Thanks for the detailed response.

When I mentioned being immoveable, of course, I meant immoveable to the opponent "when" you want to be immoveable. When I discuss these ideas with the relatively uninitiated, they have the same problems I used to have when trying to understand you and others on this topic. Of course, I mean, being immoveable when you want to stay where you are and being irresistable when you feel like moving.

And the idea of staying in place and letting the attacker impale himself with his own power is just what I perceived as a sort of zero point of the ura of kiai. Instead of going to him and impaling him with your energy, you let him come to you and impale himself with his own energy.

That's the kernel I've been looking at recently.

Then, from there, you're free to move at will, letting ground support him even as you're taking the ground out from under him.

And though I did relate some of Ark's movement to some of yours, I do understand that your method and Ark's are not overlays at all. Nor Ark's and Mike's. I do feel like Mike's peng jin, as I've come to understand it through reading and some experimentation with people who have trained with him, is the essence of the "kernel" I mention above, stopping and supporting the attacker's energy and causing him to lighten and "float", but again, this is just describing that initial balancing. How to maintain it while moving, how to effect it from any point of contact, how to do it without resorting to muscle, etc., are all levels I've yet to scratch.

And I glimpse that as I explore this direction more, it will also change my kiai, which would change my aiki, which would change my kiai....etc.

It's definitely the most interesting world of potential I've found in martial arts since I first encountered aiki based on movement.

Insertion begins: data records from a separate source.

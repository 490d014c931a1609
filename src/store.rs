//! Storage primitives used by the retry queue.
//!
//! The queue only ever talks to its backing store through [`JobStore`]: hashes for
//! job records and sorted sets for the time-ordered indexes.
//! [`MemoryStore`] keeps everything in process; [`crate::RedisStore`] shares state
//! between processes.

use crate::error::Result;
use async_trait::async_trait;
use std::collections::HashMap;
use tokio::sync::Mutex;

#[async_trait]
pub trait JobStore: Send + Sync {
    /// Write every field of a hash, replacing existing values
    async fn hset_all(&self, key: &str, fields: &[(String, String)]) -> Result<()>;

    /// Read a whole hash. A missing key yields an empty map.
    async fn hget_all(&self, key: &str) -> Result<HashMap<String, String>>;

    /// Add a member to a sorted set, or update its score
    async fn zadd(&self, key: &str, member: &str, score: i64) -> Result<()>;

    /// Members with `min <= score <= max`, lowest score first, at most `limit`
    async fn zrange_by_score(
        &self,
        key: &str,
        min: i64,
        max: i64,
        limit: usize,
    ) -> Result<Vec<String>>;

    /// Remove a member from a sorted set; `true` if it was present
    async fn zrem(&self, key: &str, member: &str) -> Result<bool>;

    async fn zcard(&self, key: &str) -> Result<usize>;

    /// Remove members with `min <= score <= max` and return how many were removed
    async fn zrem_range_by_score(&self, key: &str, min: i64, max: i64) -> Result<usize>;

    async fn delete(&self, keys: &[String]) -> Result<()>;

    /// Atomically move `member` from the sorted set `from` into the sorted set `to`,
    /// scored by `now`, provided its score in `from` is at most `now`.
    ///
    /// Returns `false` and changes nothing when `member` is missing from `from` or not
    /// due yet. That is how a worker holding a stale copy of a job learns that someone
    /// else claimed it first, or rescheduled it for later.
    async fn claim(&self, from: &str, to: &str, member: &str, now: i64) -> Result<bool>;

    /// Check that the store is reachable
    async fn ping(&self) -> Result<()>;
}

#[derive(Default)]
struct MemoryState {
    hashes: HashMap<String, HashMap<String, String>>,
    // member -> (score, insertion sequence); the sequence breaks score ties
    sorted_sets: HashMap<String, HashMap<String, (i64, u64)>>,
    sequence: u64,
}

impl MemoryState {
    fn zrem(&mut self, key: &str, member: &str) -> bool {
        self.sorted_sets
            .get_mut(key)
            .map(|set| set.remove(member).is_some())
            .unwrap_or(false)
    }

    fn zadd(&mut self, key: &str, member: &str, score: i64) {
        self.sequence += 1;
        let sequence = self.sequence;
        self.sorted_sets
            .entry(key.to_string())
            .or_default()
            .insert(member.to_string(), (score, sequence));
    }
}

/// Single-process store for tests and embedded deployments.
#[derive(Default)]
pub struct MemoryStore {
    state: Mutex<MemoryState>,
}

impl MemoryStore {
    pub fn new() -> Self {
        Self::default()
    }
}

#[async_trait]
impl JobStore for MemoryStore {
    async fn hset_all(&self, key: &str, fields: &[(String, String)]) -> Result<()> {
        let mut state = self.state.lock().await;
        let hash = state.hashes.entry(key.to_string()).or_default();
        for (field, value) in fields {
            hash.insert(field.clone(), value.clone());
        }
        Ok(())
    }

    async fn hget_all(&self, key: &str) -> Result<HashMap<String, String>> {
        let state = self.state.lock().await;
        Ok(state.hashes.get(key).cloned().unwrap_or_default())
    }

    async fn zadd(&self, key: &str, member: &str, score: i64) -> Result<()> {
        self.state.lock().await.zadd(key, member, score);
        Ok(())
    }

    async fn zrange_by_score(
        &self,
        key: &str,
        min: i64,
        max: i64,
        limit: usize,
    ) -> Result<Vec<String>> {
        let state = self.state.lock().await;
        let Some(set) = state.sorted_sets.get(key) else {
            return Ok(Vec::new());
        };

        let mut members: Vec<(&String, &(i64, u64))> = set
            .iter()
            .filter(|(_, (score, _))| *score >= min && *score <= max)
            .collect();
        members.sort_by_key(|(_, order)| **order);

        Ok(members
            .into_iter()
            .take(limit)
            .map(|(member, _)| member.clone())
            .collect())
    }

    async fn zrem(&self, key: &str, member: &str) -> Result<bool> {
        Ok(self.state.lock().await.zrem(key, member))
    }

    async fn zcard(&self, key: &str) -> Result<usize> {
        let state = self.state.lock().await;
        Ok(state.sorted_sets.get(key).map_or(0, HashMap::len))
    }

    async fn zrem_range_by_score(&self, key: &str, min: i64, max: i64) -> Result<usize> {
        let mut state = self.state.lock().await;
        let Some(set) = state.sorted_sets.get_mut(key) else {
            return Ok(0);
        };
        let before = set.len();
        set.retain(|_, (score, _)| *score < min || *score > max);
        Ok(before - set.len())
    }

    async fn delete(&self, keys: &[String]) -> Result<()> {
        let mut state = self.state.lock().await;
        for key in keys {
            state.hashes.remove(key);
            state.sorted_sets.remove(key);
        }
        Ok(())
    }

    async fn claim(&self, from: &str, to: &str, member: &str, now: i64) -> Result<bool> {
        let mut state = self.state.lock().await;
        let due = state
            .sorted_sets
            .get(from)
            .and_then(|set| set.get(member))
            .is_some_and(|(score, _)| *score <= now);
        if !due {
            return Ok(false);
        }
        state.zrem(from, member);
        state.zadd(to, member, now);
        Ok(true)
    }

    async fn ping(&self) -> Result<()> {
        Ok(())
    }
}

Thanks again and best to you and yours.

David
Hi David
Got it on the immovable side..okay.

Floating people on contact is aiki age. Forget the wrist grabs and such. It is a body energy consistent from your head to your toes. I like to show it in ways that people do not conceive of to make the point about the totality of it. A good example is to have them grab me behind the knee to lift my leg up and having them feel kokyu ho (aiki age) energy from the back of my knee. The point is that anywhere-even your nose should create a feeling of kuzushi without much thought, it is natural when they come in contact with you.
Up energy is just a single use. Your body properly supported (once again that energy thing) creates kuzushi in them. The real fun starts (in practice) when you float them at any point "suspend the contact point" and move freely all around it. Think of it like a floating kuzushi point that leaves you free to move anywhere you will; enter, throw, hit or kick. the fun part is to be able to suspend freely, but remain super soft with total body flexibility (bending of all the joints etc.) You can practice it over time by getting kuzushi then moving, without adding or taking away anything from that point. Then switching hands, ducking under, walking around them, while the various contact areas on your arm change but the kuzushi remains constant in them.
It can be shown and done by lot of people to various degrees, but the quality in it is not the same as someone with the proper conditioning. Other fun things are bringing or carrying their intent to a place other than where they intended it to go. Again though these are external manifestations that can be "mimiced" of what should be going on- "on the inside."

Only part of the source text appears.